Purchase this title at B&N

Dzvinia Orlowsky's poems are likely to leave you needing to wipe your brow every once in a while. They straddle (no pun intended, of course) the line between erotic and brazen, and you're not usually sure which side of that line you're on; when you are sure, you've definitely crossed over into the latter.

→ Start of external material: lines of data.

//! Test reporter - render run reports and the test catalog
//!
//! Rendering only reads the report; it never changes it.

use colored::Colorize;
use serde::Serialize;
use serde_json::Value;
use std::io::{self, Write};

use super::category::CategoryOrder;
use super::registry::Registry;
use super::report::RunReport;
use super::runner::TestResult;
use crate::common::truncate_display;

/// Width the test name is padded to in the console tree
const NAME_WIDTH: usize = 50;

/// What the run was pointed at
#[derive(Debug, Clone)]
pub struct RunInfo {
    pub server: String,
    pub provider: String,
    pub model: String,
}

/// Console tree renderer
#[derive(Debug, Clone)]
pub struct ConsoleReporter {
    /// Actual values longer than this are cut in the tree
    max_got_len: usize,
}

impl Default for ConsoleReporter {
    fn default() -> Self {
        Self::new(100)
    }
}

impl ConsoleReporter {
    pub fn new(max_got_len: usize) -> Self {
        Self { max_got_len }
    }

    /// Render the whole report: header, per-category results, summary
    pub fn render(&self, info: &RunInfo, report: &RunReport, out: &mut dyn Write) -> io::Result<()> {
        if report.is_empty() {
            writeln!(out, "{}", "No tests to run".yellow())?;
            return Ok(());
        }

        self.header(info, out)?;
        self.results(report, out)?;
        self.summary(report, out)
    }

    /// Print the run header
    pub fn header(&self, info: &RunInfo, out: &mut dyn Write) -> io::Result<()> {
        writeln!(out)?;
        writeln!(out, "{}", "OpenAI Compatibility Test Suite".bold())?;
        writeln!(out, "Server: {}", info.server)?;
        writeln!(out, "Provider: {} (model: {})", info.provider, info.model)?;
        writeln!(out)
    }

    /// Print results grouped by category
    pub fn results(&self, report: &RunReport, out: &mut dyn Write) -> io::Result<()> {
        for (category, results) in report.grouped() {
            self.category_heading(category, out)?;
            for result in results {
                self.result_line(result, out)?;
            }
            writeln!(out)?;
        }
        Ok(())
    }

    /// Print the heading that opens a category section
    pub fn category_heading(&self, category: &str, out: &mut dyn Write) -> io::Result<()> {
        writeln!(out, "{}", category.cyan().bold())
    }

    /// Print one result line plus its detail lines
    pub fn result_line(&self, result: &TestResult, out: &mut dyn Write) -> io::Result<()> {
        let name = format!("{:<width$}", result.name, width = NAME_WIDTH);
        let duration = format!("{:.2}s", result.duration.as_secs_f64());

        if let Some(reason) = result.outcome.skip_reason() {
            writeln!(out, "  {} {} {}", "○".yellow(), name, "skip".dimmed())?;
            writeln!(out, "    {}", format!("│ Reason: {}", reason).dimmed())?;
            return Ok(());
        }

        if result.passed() {
            writeln!(out, "  {} {} {}", "✓".green(), name, duration.dimmed())?;
            return Ok(());
        }

        writeln!(out, "  {} {} {}", "✗".red(), name, duration.dimmed())?;
        if let Some(error) = result.outcome.error_message() {
            writeln!(out, "    {}", format!("│ {}", error).red())?;
        }
        if let Some(expected) = result.outcome.expected() {
            writeln!(out, "    {}", format!("│ Expected: {}", display_value(expected)).dimmed())?;
        }
        if let Some(got) = result.outcome.got() {
            let got = truncate_display(&display_value(got), self.max_got_len);
            writeln!(out, "    {}", format!("│ Got: {}", got).dimmed())?;
        }
        Ok(())
    }

    /// Print summary counts and total duration
    pub fn summary(&self, report: &RunReport, out: &mut dyn Write) -> io::Result<()> {
        let summary = report.summary();

        let mut parts = Vec::new();
        if summary.passed > 0 {
            parts.push(format!("{} passed", summary.passed).green().to_string());
        }
        if summary.failed > 0 {
            parts.push(format!("{} failed", summary.failed).red().to_string());
        }
        if summary.skipped > 0 {
            parts.push(format!("{} skipped", summary.skipped).yellow().to_string());
        }

        writeln!(out, "{}", "─".repeat(NAME_WIDTH))?;
        writeln!(out, "Results: {}", parts.join(", "))?;
        writeln!(out, "Duration: {:.2}s", summary.total_duration.as_secs_f64())
    }
}

/// Strings print bare, everything else as compact JSON
fn display_value(value: &Value) -> String {
    match value {
        Value::String(s) => s.clone(),
        other => other.to_string(),
    }
}

/// JSON document for one run
#[derive(Debug, Serialize)]
pub struct JsonReport<'a> {
    pub server: &'a str,
    pub provider: &'a str,
    pub model: &'a str,
    pub results: Vec<JsonResult<'a>>,
    pub summary: JsonSummary,
}

/// One result in the JSON document
#[derive(Debug, Serialize)]
pub struct JsonResult<'a> {
    pub name: &'a str,
    pub category: &'a str,
    /// True for passed and skipped tests
    pub passed: bool,
    pub skipped: bool,
    pub outcome: &'static str,
    /// Seconds
    pub duration: f64,
    pub error: Option<String>,
    pub skip_reason: Option<&'a str>,
    pub expected: Option<&'a Value>,
    pub got: Option<&'a Value>,
}

/// Summary counts in the JSON document
#[derive(Debug, Serialize)]
pub struct JsonSummary {
    pub passed: usize,
    pub failed: usize,
    pub skipped: usize,
    /// Seconds
    pub total_duration: f64,
}

impl<'a> JsonReport<'a> {
    pub fn new(info: &'a RunInfo, report: &'a RunReport) -> Self {
        let summary = report.summary();
        Self {
            server: &info.server,
            provider: &info.provider,
            model: &info.model,
            results: report
                .results()
                .iter()
                .map(|r| JsonResult {
                    name: &r.name,
                    category: &r.category,
                    passed: r.passed(),
                    skipped: r.skipped(),
                    outcome: r.outcome.label(),
                    duration: r.duration.as_secs_f64(),
                    error: r.outcome.error_message(),
                    skip_reason: r.outcome.skip_reason(),
                    expected: r.outcome.expected(),
                    got: r.outcome.got(),
                })
                .collect(),
            summary: JsonSummary {
                passed: summary.passed,
                failed: summary.failed,
                skipped: summary.skipped,
                total_duration: summary.total_duration.as_secs_f64(),
            },
        }
    }
}

/// Render the report as a pretty-printed JSON document
pub fn render_json(info: &RunInfo, report: &RunReport) -> serde_json::Result<String> {
    serde_json::to_string_pretty(&JsonReport::new(info, report))
}

/// Catalog grouped by category in display order, names sorted in a group
fn catalog<C>(registry: &Registry<C>, order: &CategoryOrder) -> Vec<(String, Vec<String>)> {
    let cases: Vec<_> = registry.all().collect();
    order
        .group(&cases, |case| case.category())
        .into_iter()
        .map(|(category, members)| {
            let mut names: Vec<String> = members.iter().map(|c| c.name().to_string()).collect();
            names.sort();
            (category.to_string(), names)
        })
        .collect()
}

/// Print the test catalog as a two-column table
pub fn render_catalog<C>(
    registry: &Registry<C>,
    order: &CategoryOrder,
    out: &mut dyn Write,
) -> io::Result<()> {
    let groups = catalog(registry, order);
    let width = groups
        .iter()
        .map(|(c, _)| c.len())
        .max()
        .unwrap_or(0)
        .max("Category".len());

    writeln!(out, "{}", "Available Tests".bold())?;
    writeln!(out, "{:<width$}  {}", "Category", "Test Name", width = width)?;
    writeln!(out, "{}", "─".repeat(width + 2 + NAME_WIDTH))?;
    for (category, names) in &groups {
        for (i, name) in names.iter().enumerate() {
            let label = if i == 0 { category.as_str() } else { "" };
            writeln!(
                out,
                "{}  {}",
                format!("{:<width$}", label, width = width).cyan(),
                name
            )?;
        }
    }
    writeln!(out)?;
    writeln!(out, "{} tests in {} categories", registry.len(), groups.len())
}

/// The test catalog as JSON: `[{"category": ..., "tests": [...]}, ...]`
pub fn catalog_json<C>(registry: &Registry<C>, order: &CategoryOrder) -> Value {
    Value::Array(
        catalog(registry, order)
            .into_iter()
            .map(|(category, tests)| serde_json::json!({ "category": category, "tests": tests }))
            .collect(),
    )
}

It's pretty hard not to be intrigued by a book of poetry that's been blurbed by, of all people, "now" mystery novelist Dennis Lehane, who says in part "...images from several of the poems would stop me in parking lots, give me pause in the supermarket." Indeed. Not that most of them can be put into an Amazon review for fear of catching the automated review censor.

"The judges scrapped the bathing suit part,
scrapped the talent show,
most of us had none.
(Why embarrass the county?)
Intelligence, however,
would have to speak for itself,
excited by the mike. In the background,
cowboys played donkey basketball,
and a hot car prepared
to go up in smoke."
(--"Into the Keys")

Blatantly sexy, though sometimes in a tell-don't-show kind of way, but thoroughly satisfying for all that.